What the task asks
When the string "LoginService" is part of a line below, that line should be copied.

*** Opening Input ***

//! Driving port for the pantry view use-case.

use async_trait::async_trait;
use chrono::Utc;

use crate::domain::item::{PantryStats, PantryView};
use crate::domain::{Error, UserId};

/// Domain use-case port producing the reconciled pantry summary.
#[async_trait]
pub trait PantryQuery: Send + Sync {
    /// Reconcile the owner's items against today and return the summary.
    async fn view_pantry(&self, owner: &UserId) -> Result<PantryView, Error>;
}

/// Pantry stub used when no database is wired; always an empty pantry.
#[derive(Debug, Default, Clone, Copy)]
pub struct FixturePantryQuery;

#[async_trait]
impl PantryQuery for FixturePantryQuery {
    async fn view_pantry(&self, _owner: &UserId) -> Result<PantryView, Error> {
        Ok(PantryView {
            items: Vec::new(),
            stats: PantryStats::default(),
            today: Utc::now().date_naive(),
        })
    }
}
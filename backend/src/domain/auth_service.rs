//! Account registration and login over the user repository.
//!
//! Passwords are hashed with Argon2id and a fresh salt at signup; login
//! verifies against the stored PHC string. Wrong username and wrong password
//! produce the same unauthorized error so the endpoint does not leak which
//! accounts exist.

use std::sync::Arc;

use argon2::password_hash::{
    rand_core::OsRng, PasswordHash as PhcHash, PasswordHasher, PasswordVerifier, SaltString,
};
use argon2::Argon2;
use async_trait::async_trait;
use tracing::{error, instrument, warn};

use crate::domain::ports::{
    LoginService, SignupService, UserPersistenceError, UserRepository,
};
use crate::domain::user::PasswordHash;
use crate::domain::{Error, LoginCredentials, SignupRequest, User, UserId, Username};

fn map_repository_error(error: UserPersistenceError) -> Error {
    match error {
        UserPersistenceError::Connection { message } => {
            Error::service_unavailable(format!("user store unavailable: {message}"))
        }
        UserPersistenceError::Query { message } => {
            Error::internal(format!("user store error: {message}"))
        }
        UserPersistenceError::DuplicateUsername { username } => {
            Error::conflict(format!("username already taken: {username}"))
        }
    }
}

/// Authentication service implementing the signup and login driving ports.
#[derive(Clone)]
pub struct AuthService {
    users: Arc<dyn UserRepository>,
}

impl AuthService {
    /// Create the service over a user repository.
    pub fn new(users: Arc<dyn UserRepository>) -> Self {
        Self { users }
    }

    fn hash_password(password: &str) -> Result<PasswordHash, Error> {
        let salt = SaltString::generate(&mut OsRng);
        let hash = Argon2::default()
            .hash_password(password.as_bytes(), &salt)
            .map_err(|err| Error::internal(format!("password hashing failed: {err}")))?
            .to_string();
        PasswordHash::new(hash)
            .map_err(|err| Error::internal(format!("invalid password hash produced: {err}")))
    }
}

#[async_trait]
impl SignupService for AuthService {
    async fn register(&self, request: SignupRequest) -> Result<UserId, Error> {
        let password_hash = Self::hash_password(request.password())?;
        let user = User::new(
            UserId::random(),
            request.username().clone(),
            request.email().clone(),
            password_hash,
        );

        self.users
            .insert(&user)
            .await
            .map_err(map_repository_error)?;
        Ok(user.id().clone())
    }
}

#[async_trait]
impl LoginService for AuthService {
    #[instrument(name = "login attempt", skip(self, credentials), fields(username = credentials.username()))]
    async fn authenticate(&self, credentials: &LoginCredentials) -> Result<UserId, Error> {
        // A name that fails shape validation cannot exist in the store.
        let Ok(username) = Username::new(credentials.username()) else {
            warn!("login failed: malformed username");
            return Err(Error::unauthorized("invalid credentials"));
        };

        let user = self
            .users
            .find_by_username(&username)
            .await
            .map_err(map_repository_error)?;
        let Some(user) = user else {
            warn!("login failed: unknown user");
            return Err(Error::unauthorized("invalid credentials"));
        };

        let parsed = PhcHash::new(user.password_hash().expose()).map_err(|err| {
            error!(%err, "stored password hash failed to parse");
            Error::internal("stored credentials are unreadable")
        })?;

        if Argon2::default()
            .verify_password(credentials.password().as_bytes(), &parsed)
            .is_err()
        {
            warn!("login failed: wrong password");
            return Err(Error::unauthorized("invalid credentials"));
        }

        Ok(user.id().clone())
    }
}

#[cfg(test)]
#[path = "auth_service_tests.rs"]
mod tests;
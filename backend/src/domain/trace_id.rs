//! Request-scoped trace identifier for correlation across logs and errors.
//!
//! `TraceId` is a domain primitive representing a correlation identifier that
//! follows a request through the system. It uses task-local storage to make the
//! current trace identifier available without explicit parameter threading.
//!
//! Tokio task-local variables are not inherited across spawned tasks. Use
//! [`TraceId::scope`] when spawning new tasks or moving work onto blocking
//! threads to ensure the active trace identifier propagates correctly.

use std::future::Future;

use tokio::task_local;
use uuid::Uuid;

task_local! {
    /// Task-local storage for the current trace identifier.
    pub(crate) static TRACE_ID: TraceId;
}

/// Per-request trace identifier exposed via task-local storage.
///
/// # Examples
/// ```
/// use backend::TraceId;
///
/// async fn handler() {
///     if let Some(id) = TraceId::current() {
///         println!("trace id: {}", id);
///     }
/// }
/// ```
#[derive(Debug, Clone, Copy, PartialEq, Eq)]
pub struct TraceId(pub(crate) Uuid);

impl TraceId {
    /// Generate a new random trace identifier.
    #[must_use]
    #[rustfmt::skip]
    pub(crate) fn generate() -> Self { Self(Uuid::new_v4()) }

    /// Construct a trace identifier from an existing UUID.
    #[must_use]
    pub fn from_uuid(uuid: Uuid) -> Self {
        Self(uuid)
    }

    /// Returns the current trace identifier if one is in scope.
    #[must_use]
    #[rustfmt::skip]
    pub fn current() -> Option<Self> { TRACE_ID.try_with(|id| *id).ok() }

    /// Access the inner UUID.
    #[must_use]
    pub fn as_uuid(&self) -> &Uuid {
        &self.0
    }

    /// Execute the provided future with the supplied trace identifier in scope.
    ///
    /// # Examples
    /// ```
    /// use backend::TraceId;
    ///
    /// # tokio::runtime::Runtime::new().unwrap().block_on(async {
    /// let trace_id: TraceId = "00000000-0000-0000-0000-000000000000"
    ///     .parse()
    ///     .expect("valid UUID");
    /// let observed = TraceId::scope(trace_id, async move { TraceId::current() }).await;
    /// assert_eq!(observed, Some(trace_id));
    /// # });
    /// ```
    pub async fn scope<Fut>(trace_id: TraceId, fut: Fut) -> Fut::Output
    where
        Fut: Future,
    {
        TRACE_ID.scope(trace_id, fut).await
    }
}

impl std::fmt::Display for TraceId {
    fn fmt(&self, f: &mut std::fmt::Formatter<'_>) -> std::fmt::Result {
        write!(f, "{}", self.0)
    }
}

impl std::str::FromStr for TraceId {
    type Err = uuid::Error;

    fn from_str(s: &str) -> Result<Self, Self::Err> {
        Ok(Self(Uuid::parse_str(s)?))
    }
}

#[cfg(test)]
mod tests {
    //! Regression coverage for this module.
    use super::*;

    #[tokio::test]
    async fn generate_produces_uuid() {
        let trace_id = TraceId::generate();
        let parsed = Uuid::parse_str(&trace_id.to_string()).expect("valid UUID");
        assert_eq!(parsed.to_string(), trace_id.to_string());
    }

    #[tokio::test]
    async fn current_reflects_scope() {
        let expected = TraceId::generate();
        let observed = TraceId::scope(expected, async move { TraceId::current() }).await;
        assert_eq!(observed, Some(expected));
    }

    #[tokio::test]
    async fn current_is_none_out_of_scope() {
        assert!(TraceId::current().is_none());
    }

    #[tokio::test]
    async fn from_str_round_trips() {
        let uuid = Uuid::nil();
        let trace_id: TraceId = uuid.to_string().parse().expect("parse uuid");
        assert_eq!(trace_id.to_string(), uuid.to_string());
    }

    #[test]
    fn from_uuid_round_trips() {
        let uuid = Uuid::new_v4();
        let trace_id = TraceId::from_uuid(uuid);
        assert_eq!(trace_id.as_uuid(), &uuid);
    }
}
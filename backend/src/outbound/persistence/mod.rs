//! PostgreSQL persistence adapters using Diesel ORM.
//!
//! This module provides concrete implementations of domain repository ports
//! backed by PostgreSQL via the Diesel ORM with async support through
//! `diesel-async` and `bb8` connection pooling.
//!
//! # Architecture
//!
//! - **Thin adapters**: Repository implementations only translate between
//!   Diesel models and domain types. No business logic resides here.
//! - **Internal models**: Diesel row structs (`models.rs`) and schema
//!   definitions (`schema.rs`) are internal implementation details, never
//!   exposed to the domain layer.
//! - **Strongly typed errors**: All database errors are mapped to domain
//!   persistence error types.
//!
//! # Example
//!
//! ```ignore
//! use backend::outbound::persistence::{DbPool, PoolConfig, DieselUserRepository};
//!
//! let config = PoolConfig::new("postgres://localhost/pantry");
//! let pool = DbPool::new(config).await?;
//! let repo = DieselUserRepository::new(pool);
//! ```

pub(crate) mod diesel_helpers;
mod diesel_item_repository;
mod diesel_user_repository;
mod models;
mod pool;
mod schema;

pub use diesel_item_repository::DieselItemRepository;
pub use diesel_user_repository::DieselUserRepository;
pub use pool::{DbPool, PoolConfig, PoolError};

*** Closing Input ***

Written response
    LoginService, SignupService, UserPersistenceError, UserRepository,
impl LoginService for AuthService {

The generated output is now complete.